In Whose Image Are We Made?
At the retreat for elders and deacons which was the focus of my reflections in last month’s newsletter, we kept coming back to this statement in Walter Brueggemann’s book, The Prophetic Imagination: “…Perhaps we have no more important theological investigation than to discern in whose image we have been made. And if we gather around a static god of order who only guards the interests of the ‘haves,’ oppression cannot be far behind.”
Brueggemann’s words grow out of his analysis of the prophetic work of Moses who brought an alternative consciousness to that “little band of slaves” which God freed from the oppression of Pharaoh’s empire. His point is that the program Moses carried out was primarily “an assault on the consciousness [my italics] of the empire, aimed at nothing less than the dismantling of the empire both in its social practices and in its mythic pretensions.”
What is important here is the role human thinking and imagination play in our understanding of who we are and where our freedom lies—what Brueggemann calls “the battle for language.” He asserts that the existence of a genuine alternative community freed from the enslavement of imperial thinking “…is rooted… in the genuine alternative that Yahweh is.” It is Yahweh who “makes possible and requires an alternative theology and an alternative sociology. Prophecy begins in discerning how genuinely alternative he is[!]”

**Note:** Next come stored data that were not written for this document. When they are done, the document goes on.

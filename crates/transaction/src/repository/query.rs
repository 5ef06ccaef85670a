use crate::{
    abstract_trait::transaction::repository::TransactionQueryRepositoryTrait,
    model::transaction::AdjustmentTransaction as TransactionModel,
    repository::TRANSACTION_PAGE_SIZE,
};
use async_trait::async_trait;
use shared::{config::ConnectionPool, errors::RepositoryError};
use tracing::{error, info};
use uuid::Uuid;

#[derive(Clone)]
pub struct TransactionQueryRepository {
    db: ConnectionPool,
}

impl TransactionQueryRepository {
    pub fn new(db: ConnectionPool) -> Self {
        Self { db }
    }
}

#[async_trait]
impl TransactionQueryRepositoryTrait for TransactionQueryRepository {
    async fn count(&self) -> Result<i64, RepositoryError> {
        let total = sqlx::query_scalar::<_, i64>("SELECT COUNT(*) FROM adjustment_transactions")
            .fetch_one(&self.db)
            .await
            .map_err(|e| {
                error!("❌ Failed to count transactions: {e:?}");
                RepositoryError::from(e)
            })?;

        Ok(total)
    }

    async fn find_all(&self, page: i64) -> Result<Vec<TransactionModel>, RepositoryError> {
        info!("🔍 Fetching transactions page {page}");

        let offset = (page - 1).max(0) * TRANSACTION_PAGE_SIZE;

        let transactions = sqlx::query_as::<_, TransactionModel>(
            r#"
            SELECT id, sku, qty, created_at
            FROM adjustment_transactions
            ORDER BY created_at DESC
            LIMIT $1 OFFSET $2
            "#,
        )
        .bind(TRANSACTION_PAGE_SIZE)
        .bind(offset)
        .fetch_all(&self.db)
        .await
        .map_err(|e| {
            error!("❌ Failed to fetch transactions: {e:?}");
            RepositoryError::from(e)
        })?;

        Ok(transactions)
    }

    async fn find_by_id(&self, id: Uuid) -> Result<Option<TransactionModel>, RepositoryError> {
        let transaction = sqlx::query_as::<_, TransactionModel>(
            r#"
            SELECT id, sku, qty, created_at
            FROM adjustment_transactions
            WHERE id = $1
            "#,
        )
        .bind(id)
        .fetch_optional(&self.db)
        .await
        .map_err(|e| {
            error!("❌ Failed to fetch transaction by id {id}: {e:?}");
            RepositoryError::from(e)
        })?;

        Ok(transaction)
    }

    async fn find_by_sku(&self, sku: &str) -> Result<Vec<TransactionModel>, RepositoryError> {
        let transactions = sqlx::query_as::<_, TransactionModel>(
            r#"
            SELECT id, sku, qty, created_at
            FROM adjustment_transactions
            WHERE sku = $1
            ORDER BY created_at
            "#,
        )
        .bind(sku)
        .fetch_all(&self.db)
        .await
        .map_err(|e| {
            error!("❌ Failed to fetch transactions by sku {sku}: {e:?}");
            RepositoryError::from(e)
        })?;

        Ok(transactions)
    }
}
use opentelemetry_appender_tracing::layer::OpenTelemetryTracingBridge;
use opentelemetry_sdk::logs::SdkLoggerProvider;
use tracing_appender::{
    non_blocking,
    rolling::{RollingFileAppender, Rotation},
};
use tracing_subscriber::{EnvFilter, Layer, fmt, prelude::*};

pub fn init_logger(
    sdk_logger_provider: SdkLoggerProvider,
    component: &str,
    is_dev: bool,
    enable_file_log: bool,
) {
    let mut file_layer = None;

    if enable_file_log {
        let log_dir = if is_dev { "./logs" } else { "/var/log/app" };

        let file_name = format!("rust_app_{component}.log");
        let file_appender = RollingFileAppender::new(Rotation::DAILY, log_dir, file_name);
        let (file_writer, guard) = non_blocking(file_appender);

        file_layer = Some(
            fmt::layer()
                .with_writer(file_writer)
                .with_ansi(false)
                .json()
                .with_filter(EnvFilter::new("info")),
        );

        std::mem::forget(guard);
    }

    let console_filter =
        EnvFilter::try_from_default_env().unwrap_or_else(|_| EnvFilter::new("info"));

    let console_layer = fmt::layer()
        .pretty()
        .with_thread_names(true)
        .with_ansi(true)
        .with_filter(console_filter);

    let otel_filter = EnvFilter::new("info")
        .add_directive("hyper=off".parse().unwrap())
        .add_directive("opentelemetry=off".parse().unwrap())
        .add_directive("h2=off".parse().unwrap())
        .add_directive("reqwest=off".parse().unwrap());

    let otel_layer = OpenTelemetryTracingBridge::new(&sdk_logger_provider).with_filter(otel_filter);

    tracing_subscriber::registry()
        .with(file_layer)
        .with(console_layer)
        .with(otel_layer)
        .init();
}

God made us to exist in communities of justice and compassion. But there is always the temptation to understand ourselves first and foremost through other people’s eyes, or through the lens of our consumerist culture, or through the false claims of those in our own society and elsewhere who advocate violence, ethnic purity, or other guises of exclusivist thinking as sources of ultimate security and identity. Prophetic memory never lets go of the consciousness that we are all made in the image of God. That discernment is the foundation of the genuine hope and freedom of God’s alternative community.